WORK TO COMPLETE
Your output should be the lines of the entries below, exactly, from the first one through the line that holds "one job info.".
(RECORDED INFORMATION)
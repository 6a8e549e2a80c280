//! Tag-indexed read-through cache.
//!
//! Every cached read is registered under the tags it depended on; writes
//! invalidate by tag. Tag strings follow a fixed naming scheme so that the
//! same tag is produced everywhere a resource is read or written.

use std::fmt;
use std::future::Future;
use std::time::Duration;

use async_trait::async_trait;
use serde::{de::DeserializeOwned, Serialize};
use std::sync::Arc;
use thiserror::Error;
use tracing::{debug, warn};

use crate::errors::AppError;

pub mod memory;
pub mod redis;

pub use self::memory::MemoryCache;
pub use self::redis::RedisCache;

#[derive(Debug, Error)]
pub enum CacheError {
    #[error("Redis error: {0}")]
    Redis(#[from] ::redis::RedisError),
}

/// Entity types that participate in tagging.
#[derive(Debug, Clone, Copy, PartialEq, Eq, Hash)]
pub enum ResourceKind {
    Users,
    JobInfos,
    Questions,
    Interviews,
}

impl ResourceKind {
    pub fn as_str(&self) -> &'static str {
        match self {
            ResourceKind::Users => "users",
            ResourceKind::JobInfos => "jobInfos",
            ResourceKind::Questions => "questions",
            ResourceKind::Interviews => "interviews",
        }
    }
}

impl fmt::Display for ResourceKind {
    fn fmt(&self, f: &mut fmt::Formatter<'_>) -> fmt::Result {
        f.write_str(self.as_str())
    }
}

/// An invalidation tag.
#[derive(Debug, Clone, PartialEq, Eq, Hash)]
pub enum CacheTag {
    /// Every record of a kind.
    Global(ResourceKind),
    /// Records of a kind owned by one user.
    User(String, ResourceKind),
    /// Records of a kind scoped to one job info.
    JobInfo(String, ResourceKind),
    /// A single record.
    Id(ResourceKind, String),
}

impl CacheTag {
    pub fn global(kind: ResourceKind) -> Self {
        CacheTag::Global(kind)
    }

    pub fn user(user_id: &str, kind: ResourceKind) -> Self {
        CacheTag::User(user_id.to_string(), kind)
    }

    pub fn job_info(job_info_id: impl ToString, kind: ResourceKind) -> Self {
        CacheTag::JobInfo(job_info_id.to_string(), kind)
    }

    pub fn id(kind: ResourceKind, id: impl ToString) -> Self {
        CacheTag::Id(kind, id.to_string())
    }
}

impl fmt::Display for CacheTag {
    fn fmt(&self, f: &mut fmt::Formatter<'_>) -> fmt::Result {
        match self {
            CacheTag::Global(kind) => write!(f, "global:{kind}"),
            CacheTag::User(user_id, kind) => write!(f, "user:{user_id}-{kind}"),
            CacheTag::JobInfo(job_info_id, kind) => write!(f, "jobInfo:{job_info_id}-{kind}"),
            CacheTag::Id(kind, id) => write!(f, "id:{id}-{kind}"),
        }
    }
}

/// A freshly loaded value and the tags it depends on.
pub struct Tagged<T> {
    pub value: T,
    pub tags: Vec<CacheTag>,
}

impl<T> Tagged<T> {
    pub fn new(value: T, tags: Vec<CacheTag>) -> Self {
        Self { value, tags }
    }
}

/// Storage behind `TaggedCache`.
///
/// The backend keeps an invalidation epoch that every `invalidate` bumps.
/// `put` stores nothing unless the epoch still equals the one observed
/// before the value was loaded, so a load that raced with a write is never
/// cached.
#[async_trait]
pub trait CacheBackend: Send + Sync {
    async fn get(&self, key: &str) -> Result<Option<String>, CacheError>;
    async fn epoch(&self) -> Result<u64, CacheError>;
    /// Returns `false` when the entry was skipped because of a newer epoch.
    async fn put(
        &self,
        key: &str,
        value: String,
        tags: &[CacheTag],
        ttl: Duration,
        loaded_at: u64,
    ) -> Result<bool, CacheError>;
    /// Drops every key registered under any of `tags` and bumps the epoch.
    async fn invalidate(&self, tags: &[CacheTag]) -> Result<(), CacheError>;
}

#[derive(Clone)]
pub struct TaggedCache {
    backend: Arc<dyn CacheBackend>,
    ttl: Duration,
}

impl TaggedCache {
    pub fn new(backend: Arc<dyn CacheBackend>, ttl: Duration) -> Self {
        Self { backend, ttl }
    }

    /// Returns the cached value for `key`, or runs `load` and caches its
    /// result under the tags it reports. Cache faults fall through to `load`.
    pub async fn read_through<T, F, Fut>(&self, key: &str, load: F) -> Result<T, AppError>
    where
        T: Serialize + DeserializeOwned,
        F: FnOnce() -> Fut,
        Fut: Future<Output = Result<Tagged<T>, AppError>>,
    {
        match self.backend.get(key).await {
            Ok(Some(raw)) => match serde_json::from_str::<T>(&raw) {
                Ok(value) => {
                    debug!("Cache hit: {key}");
                    return Ok(value);
                }
                Err(e) => warn!("Discarding undecodable cache entry {key}: {e}"),
            },
            Ok(None) => debug!("Cache miss: {key}"),
            Err(e) => warn!("Cache read failed for {key}: {e}"),
        }

        let loaded_at = match self.backend.epoch().await {
            Ok(epoch) => Some(epoch),
            Err(e) => {
                warn!("Cache epoch unavailable, not caching {key}: {e}");
                None
            }
        };

        let Tagged { value, tags } = load().await?;

        let Some(loaded_at) = loaded_at else {
            return Ok(value);
        };
        match serde_json::to_string(&value) {
            Ok(raw) => match self.backend.put(key, raw, &tags, self.ttl, loaded_at).await {
                Ok(true) => {}
                Ok(false) => debug!("Skipped caching {key}: invalidated while loading"),
                Err(e) => warn!("Cache write failed for {key}: {e}"),
            },
            Err(e) => warn!("Could not serialize cache entry {key}: {e}"),
        }

        Ok(value)
    }

    /// Invalidates `tags`. Failures are logged; entries then age out by TTL.
    pub async fn invalidate(&self, tags: &[CacheTag]) {
        if let Err(e) = self.backend.invalidate(tags).await {
            warn!("Cache invalidation failed for {} tag(s): {e}", tags.len());
        } else {
            debug!(
                "Invalidated tags: {}",
                tags.iter().map(|t| t.to_string()).collect::<Vec<_>>().join(", ")
            );
        }
    }
}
(End RECORDED INFORMATION)
WRITTEN ANSWER
repository 6a8e549e2a80c280
//! Tag-indexed read-through cache.
//!
//! Every cached read is registered under the tags it depended on; writes
//! invalidate by tag. Tag strings follow a fixed naming scheme so that the
//! same tag is produced everywhere a resource is read or written.

use std::fmt;
use std::future::Future;
use std::time::Duration;

use async_trait::async_trait;
use serde::{de::DeserializeOwned, Serialize};
use std::sync::Arc;
use thiserror::Error;
use tracing::{debug, warn};

use crate::errors::AppError;

pub mod memory;
pub mod redis;

pub use self::memory::MemoryCache;
pub use self::redis::RedisCache;

#[derive(Debug, Error)]
pub enum CacheError {
    #[error("Redis error: {0}")]
    Redis(#[from] ::redis::RedisError),
}

/// Entity types that participate in tagging.
#[derive(Debug, Clone, Copy, PartialEq, Eq, Hash)]
pub enum ResourceKind {
    Users,
    JobInfos,
    Questions,
    Interviews,
}

impl ResourceKind {
    pub fn as_str(&self) -> &'static str {
        match self {
            ResourceKind::Users => "users",
            ResourceKind::JobInfos => "jobInfos",
            ResourceKind::Questions => "questions",
            ResourceKind::Interviews => "interviews",
        }
    }
}

impl fmt::Display for ResourceKind {
    fn fmt(&self, f: &mut fmt::Formatter<'_>) -> fmt::Result {
        f.write_str(self.as_str())
    }
}

/// An invalidation tag.
#[derive(Debug, Clone, PartialEq, Eq, Hash)]
pub enum CacheTag {
    /// Every record of a kind.
    Global(ResourceKind),
    /// Records of a kind owned by one user.
    User(String, ResourceKind),
    /// Records of a kind scoped to one job info.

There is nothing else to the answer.